Records provided below:

//! Error types for the automation-tool runtime.

use thiserror::Error;

/// Result type alias for runtime operations.
pub type Result<T> = std::result::Result<T, Error>;

/// Errors that can occur while driving the automation tool.
#[derive(Debug, Error)]
pub enum Error {
	/// The automation-tool process could not be started.
	#[error("failed to spawn automation tool: {0}")]
	SpawnFailed(String),

	/// The capability handshake did not complete.
	#[error("handshake with automation tool failed: {0}")]
	HandshakeFailed(String),

	/// A tool call was issued before the capability handshake completed.
	#[error("client is not initialized: capability handshake has not completed")]
	NotInitialized,

	/// The remote side reported a failure, either as an error envelope or
	/// as an in-band `isError` tool result.
	#[error("tool error: {message}")]
	Tool { message: String },

	/// No response arrived within the per-request window.
	#[error("request '{method}' timed out after {ms}ms")]
	RequestTimeout { method: String, ms: u64 },

	/// The connection was closed while requests were in flight.
	#[error("connection to automation tool closed")]
	ConnectionClosed,

	/// Stdio communication with the child process failed.
	#[error("transport error: {0}")]
	Transport(String),

	/// The remote side sent something the protocol does not allow.
	#[error("protocol error: {0}")]
	Protocol(String),

	/// I/O error.
	#[error("I/O error: {0}")]
	Io(#[from] std::io::Error),

	/// JSON serialization/deserialization error.
	#[error("JSON error: {0}")]
	Json(#[from] serde_json::Error),
}

impl Error {
	/// Returns true if this error is fatal to a run: the process could not
	/// be spawned or never finished its handshake.
	pub fn is_connection_failure(&self) -> bool {
		matches!(self, Error::SpawnFailed(_) | Error::HandshakeFailed(_))
	}

	/// Returns true if this is a per-request timeout.
	pub fn is_timeout(&self) -> bool {
		matches!(self, Error::RequestTimeout { .. })
	}
}

#[cfg(test)]
mod tests {
	use super::*;

	#[test]
	fn connection_failures_are_classified() {
		assert!(Error::SpawnFailed("no such file".to_string()).is_connection_failure());
		assert!(Error::HandshakeFailed("bad response".to_string()).is_connection_failure());
		assert!(!Error::ConnectionClosed.is_connection_failure());
	}

	#[test]
	fn timeout_is_classified() {
		let error = Error::RequestTimeout {
			method: "tools/call".to_string(),
			ms: 30_000,
		};
		assert!(error.is_timeout());
		assert!(!Error::NotInitialized.is_timeout());
	}
}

End of Records provided.

Scan each line above for the string "matches". Give the tally and nothing else.

2